Voici mon point de vue.
De base je n'aime pas la torture. Mais je ne m'oppose pas à sa présence dans un jeu-vidéo si cette présence est dénonciatrice du procédé.
Si le jeu nous faisait camper un Sam vieillissant, dans un monde d'espionnage ou la frontière entre le bien et le mal est de plus en plus floue, ou les agents ne sont que de simples outils à la disposition de politiques ou de personnes influentes servant, derrière un masque de patriotisme, leurs bas intérêts personnels à court, moyen ou long terme, là je pense que la torture, qui mettrait bien mal à l'aise, pourrait avoir sa place.
Cependant je me demande si la critique de cette pratique, qui plus est de manière visuelle et active (gameplay), a sa place dans un média qui se veut un divertissement...........un jeu.
Le meilleur moyen de placer la torture serait de nous faire camper une jeune recru qui ve de suivre le programme Splinter Cell. Une recrue qui sait que le monde n'est pas noir et blanc mais qui ne s'imaginait pas à quel point c'était le cas et jusqu'où ses employeurs vont le pousser.
On lui demanderait alors dans certaines missions de tuer un individu. Mais cet individu, aussi néfaste soit-il pour le US, a une famille, des enfants, des amis, etc (cf Jason Bourne qui n'arrive pas à tuer sa cible dans le yacht...).
On lui demanderai aussi de recueillir des infos par quelque moyen que ce soit (sous-entendu la torture). Et là o se retrouverai devant un choix, torturer ou non le type.
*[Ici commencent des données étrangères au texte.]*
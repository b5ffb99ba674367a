//! A single resolved page (§4.4/§4.7): its content stream, resolved resources, and device-space
//! transform, ready to be interpreted and rendered to SVG on demand.
//!
//! Grounded on the teacher's `pdf_page.rs`/`PdfPageReference` for the idea of a lightweight
//! per-page handle exposing `width()`/`height()`/an SVG-producing method, generalized from a
//! write-side page builder into a read-side resolved view over already-parsed PDF content.

use std::collections::BTreeMap;

use lopdf::content::Content;

use crate::document::render_page_svg;
use crate::errors::{ConversionWarning, Error};
use crate::graphics::Rect;
use crate::interpreter::{ExtGState, PreparedImage, ResourceFont};
use crate::options::ConversionOptions;

/// One page, with its content stream already decoded and its fonts/images/forms already
/// resolved against the owning document. Interpretation (and therefore SVG rendering) happens
/// lazily in [`Page::to_svg`], not at construction time.
pub struct Page {
    index: usize,
    width: f32,
    height: f32,
    base_ctm: [f32; 6],
    content: Content,
    fonts: BTreeMap<String, ResourceFont>,
    images: BTreeMap<String, PreparedImage>,
    forms: BTreeMap<String, lopdf::Stream>,
    ext_gstates: BTreeMap<String, ExtGState>,
    warnings: Vec<ConversionWarning>,
}

impl Page {
    #[allow(clippy::too_many_arguments)]
    pub(crate) fn new(
        index: usize,
        _media_box: Rect,
        crop_box: Rect,
        rotate: i64,
        content: Content,
        fonts: BTreeMap<String, ResourceFont>,
        images: BTreeMap<String, PreparedImage>,
        forms: BTreeMap<String, lopdf::Stream>,
        ext_gstates: BTreeMap<String, ExtGState>,
        warnings: Vec<ConversionWarning>,
    ) -> Result<Self, Error> {
        let (base_ctm, width, height) = base_ctm_for(&crop_box, rotate);
        Ok(Self {
            index,
            width,
            height,
            base_ctm,
            content,
            fonts,
            images,
            forms,
            ext_gstates,
            warnings,
        })
    }

    pub fn index(&self) -> usize {
        self.index
    }

    pub fn width(&self) -> f32 {
        self.width
    }

    pub fn height(&self) -> f32 {
        self.height
    }

    /// Recoverable issues noticed while resolving this page's resources (unreadable font
    /// program, unsupported image color space, ...). Interpretation-time warnings are
    /// surfaced separately through [`Error`] only when fatal; non-fatal ones are folded in here
    /// by [`Page::to_svg`]'s caller if needed via [`crate::interpreter::InterpreterWarning`].
    pub fn warnings(&self) -> &[ConversionWarning] {
        &self.warnings
    }

    pub(crate) fn content(&self) -> &Content {
        &self.content
    }

    pub(crate) fn base_ctm(&self) -> [f32; 6] {
        self.base_ctm
    }

    pub(crate) fn fonts(&self) -> &BTreeMap<String, ResourceFont> {
        &self.fonts
    }

    pub(crate) fn images(&self) -> &BTreeMap<String, PreparedImage> {
        &self.images
    }

    pub(crate) fn forms(&self) -> &BTreeMap<String, lopdf::Stream> {
        &self.forms
    }

    pub(crate) fn ext_gstates(&self) -> &BTreeMap<String, ExtGState> {
        &self.ext_gstates
    }

    /// Interprets the content stream and serializes the result to an SVG string.
    pub fn to_svg(&self, options: &ConversionOptions) -> Result<String, Error> {
        render_page_svg(self, options)
    }

    /// Convenience wrapper over [`Page::to_svg`] writing the result to `sink`.
    pub fn save_svg(&self, sink: &mut impl std::io::Write, options: &ConversionOptions) -> Result<(), Error> {
        let svg = self.to_svg(options)?;
        sink.write_all(svg.as_bytes()).map_err(Error::Io)
    }
}

/// Builds the device-space base CTM for a page's CropBox under its `/Rotate` value, plus the
/// resulting (width, height) of the rendered viewBox (swapped for the 90/270 cases).
///
/// The unrotated transform is a plain y-flip anchored at the CropBox's lower-left corner
/// (`x' = x - llx`, `y' = ury - y`), matching PDF's bottom-up user space against SVG's top-down
/// device space. Each 90-degree step is the same y-flip pre-composed with a clockwise rotation
/// of the render box, derived directly in closed form rather than via [`crate::matrix`]'s
/// generic 4x4 composition, since only these four fixed angles are legal here.
fn base_ctm_for(crop: &Rect, rotate: i64) -> ([f32; 6], f32, f32) {
    let llx = crop.x.0;
    let lly = crop.y.0;
    let urx = crop.x.0 + crop.width.0;
    let ury = crop.y.0 + crop.height.0;
    let w = crop.width.0;
    let h = crop.height.0;

    match rotate {
        90 => ([0.0, 1.0, 1.0, 0.0, -lly, -llx], h, w),
        180 => ([-1.0, 0.0, 0.0, 1.0, urx, -lly], w, h),
        270 => ([0.0, -1.0, -1.0, 0.0, ury, urx], h, w),
        _ => ([1.0, 0.0, 0.0, -1.0, -llx, ury], w, h),
    }
}

#[cfg(test)]
mod tests {
    use super::*;
    use crate::units::Pt;

    fn rect(w: f32, h: f32) -> Rect {
        Rect::from_xywh(Pt(0.0), Pt(0.0), Pt(w), Pt(h))
    }

    #[test]
    fn unrotated_page_keeps_dimensions_and_flips_y() {
        let (ctm, w, h) = base_ctm_for(&rect(200.0, 100.0), 0);
        assert_eq!((w, h), (200.0, 100.0));
        // top-left of PDF space (0, 100) should map to device-space (0, 0).
        let x = 0.0 * ctm[0] + 100.0 * ctm[2] + ctm[4];
        let y = 0.0 * ctm[1] + 100.0 * ctm[3] + ctm[5];
        assert_eq!((x, y), (0.0, 0.0));
    }

    #[test]
    fn rotate_90_swaps_dimensions() {
        let (ctm, w, h) = base_ctm_for(&rect(200.0, 100.0), 90);
        assert_eq!((w, h), (100.0, 200.0));
        // PDF-space top-left (0, 100) should land at device-space top-right (100, 0).
        let x = 0.0 * ctm[0] + 100.0 * ctm[2] + ctm[4];
        let y = 0.0 * ctm[1] + 100.0 * ctm[3] + ctm[5];
        assert_eq!((x, y), (100.0, 0.0));
    }

    #[test]
    fn rotate_180_keeps_dimensions() {
        let (_, w, h) = base_ctm_for(&rect(200.0, 100.0), 180);
        assert_eq!((w, h), (200.0, 100.0));
    }

    #[test]
    fn rotate_270_swaps_dimensions() {
        let (ctm, w, h) = base_ctm_for(&rect(200.0, 100.0), 270);
        assert_eq!((w, h), (100.0, 200.0));
        // PDF-space top-left (0, 100) should land at device-space bottom-left (0, 200).
        let x = 0.0 * ctm[0] + 100.0 * ctm[2] + ctm[4];
        let y = 0.0 * ctm[1] + 100.0 * ctm[3] + ctm[5];
        assert_eq!((x, y), (0.0, 200.0));
    }
}
//! The PDF value model (§3): a typed view over `lopdf::Object` plus the string decoders a
//! content-stream interpreter needs (PDFDocEncoding, UTF-8 BOM, UTF-16BE BOM, plain ASCII).
//!
//! This crate does not re-implement tokenizing, object parsing, filter decoding, or
//! cross-reference resolution: `lopdf` already does all four (`Document::load`/`load_mem`,
//! `Object`, `Stream::decompressed_content`) and is the teacher's own dependency for exactly
//! this purpose. This module only adds the vocabulary and decoders the spec needs on top.

use lopdf::{Dictionary, Object, ObjectId};

/// A resolved PDF value, one layer up from `lopdf::Object`: indirect references have already
/// been distinguished from values that should never be lazily followed (e.g. dictionary
/// keys), matching §3's "PDF value" tagged union.
#[derive(Debug, Clone)]
pub enum PdfValue<'a> {
    Null,
    Boolean(bool),
    Integer(i64),
    Real(f32),
    Name(&'a [u8]),
    String(&'a [u8]),
    Array(&'a [Object]),
    Dictionary(&'a Dictionary),
    Stream(&'a lopdf::Stream),
    Reference(ObjectId),
}

impl<'a> From<&'a Object> for PdfValue<'a> {
    fn from(obj: &'a Object) -> Self {
        match obj {
            Object::Null => PdfValue::Null,
            Object::Boolean(b) => PdfValue::Boolean(*b),
            Object::Integer(i) => PdfValue::Integer(*i),
            Object::Real(r) => PdfValue::Real(*r),
            Object::Name(n) => PdfValue::Name(n),
            Object::String(s, _) => PdfValue::String(s),
            Object::Array(a) => PdfValue::Array(a),
            Object::Dictionary(d) => PdfValue::Dictionary(d),
            Object::Stream(s) => PdfValue::Stream(s),
            Object::Reference(r) => PdfValue::Reference(*r),
        }
    }
}

/// Decodes a PDF string (literal or hex) to Rust `String`, trying, in order: UTF-16BE
/// (BOM `FE FF`), UTF-8 (BOM `EF BB BF`), then falling back to PDFDocEncoding (PDF's
/// built-in single-byte encoding, a superset of Latin-1 with a handful of substitutions in
/// the 0x80..0xA0 range).
pub fn decode_pdf_doc_string(bytes: &[u8]) -> String {
    if bytes.len() >= 2 && bytes[0] == 0xFE && bytes[1] == 0xFF {
        return decode_utf16be(&bytes[2..]);
    }
    if bytes.len() >= 3 && bytes[0] == 0xEF && bytes[1] == 0xBB && bytes[2] == 0xBF {
        if let Ok(s) = std::str::from_utf8(&bytes[3..]) {
            return s.to_string();
        }
    }
    decode_pdf_doc_encoding(bytes)
}

fn decode_utf16be(bytes: &[u8]) -> String {
    let units: Vec<u16> = bytes
        .chunks_exact(2)
        .map(|c| u16::from_be_bytes([c[0], c[1]]))
        .collect();
    String::from_utf16_lossy(&units)
}

/// PDFDocEncoding differs from Latin-1 only in the 0x18..0x1F and 0x80..0x9F ranges, which
/// map to a fixed set of typographic characters (bullet, dagger, quotation marks, etc.)
/// instead of C1 controls. Everything else is identity with Unicode code points 0..=0xFF.
fn decode_pdf_doc_encoding(bytes: &[u8]) -> String {
    bytes
        .iter()
        .map(|&b| match b {
            0x18 => '\u{02D8}', // breve
            0x19 => '\u{02C7}', // caron
            0x1A => '\u{02C6}', // modifier circumflex accent
            0x1B => '\u{02D9}', // dot above
            0x1C => '\u{02DD}', // double acute accent
            0x1D => '\u{02DB}', // ogonek
            0x1E => '\u{02DA}', // ring above
            0x1F => '\u{02DC}', // small tilde
            0x80 => '\u{2022}', // bullet
            0x81 => '\u{2020}', // dagger
            0x82 => '\u{2021}', // double dagger
            0x83 => '\u{2026}', // ellipsis
            0x84 => '\u{2014}', // em dash
            0x85 => '\u{2013}', // en dash
            0x86 => '\u{0192}', // florin
            0x87 => '\u{2044}', // fraction slash
            0x88 => '\u{2039}',
            0x89 => '\u{203A}',
            0x8A => '\u{2212}', // minus
            0x8B => '\u{2030}', // per mille
            0x8C => '\u{201E}',
            0x8D => '\u{201C}',
            0x8E => '\u{201D}',
            0x8F => '\u{2018}',
            0x90 => '\u{2019}',
            0x91 => '\u{201A}',
            0x92 => '\u{2122}', // trademark
            0x93 => '\u{FB01}', // fi ligature
            0x94 => '\u{FB02}', // fl ligature
            0x95 => '\u{0141}',
            0x96 => '\u{0152}',
            0x97 => '\u{0160}',
            0x98 => '\u{0178}',
            0x99 => '\u{017D}',
            0x9A => '\u{0131}',
            0x9B => '\u{0142}',
            0x9C => '\u{0153}',
            0x9D => '\u{0161}',
            0x9E => '\u{017E}',
            0xA0 => '\u{20AC}', // euro
            other => other as char,
        })
        .collect()
}

#[cfg(test)]
mod tests {
    use super::*;

    #[test]
    fn utf16be_bom_is_decoded() {
        let bytes = [0xFE, 0xFF, 0x00, 0x41, 0x00, 0x42];
        assert_eq!(decode_pdf_doc_string(&bytes), "AB");
    }

    #[test]
    fn ascii_range_is_identity() {
        let bytes = b"Hello";
        assert_eq!(decode_pdf_doc_string(bytes), "Hello");
    }

    #[test]
    fn pdfdoc_bullet_maps_to_unicode_bullet() {
        assert_eq!(decode_pdf_doc_string(&[0x80]), "\u{2022}");
    }
}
Mais la scène devrait être bien dégueulasse et choquante pour montrer que cette pratique est immonde et immorale.
Une chose est sure, la torture n'a pas sa place dans un splinter Cell aussi cliché, pompeux et patriotique que Blacklist. Donc bone démarche d'Ubi de l'avoir supprimée, surtout quand on sait qui est le public visé par la nouvelle orientation des SC.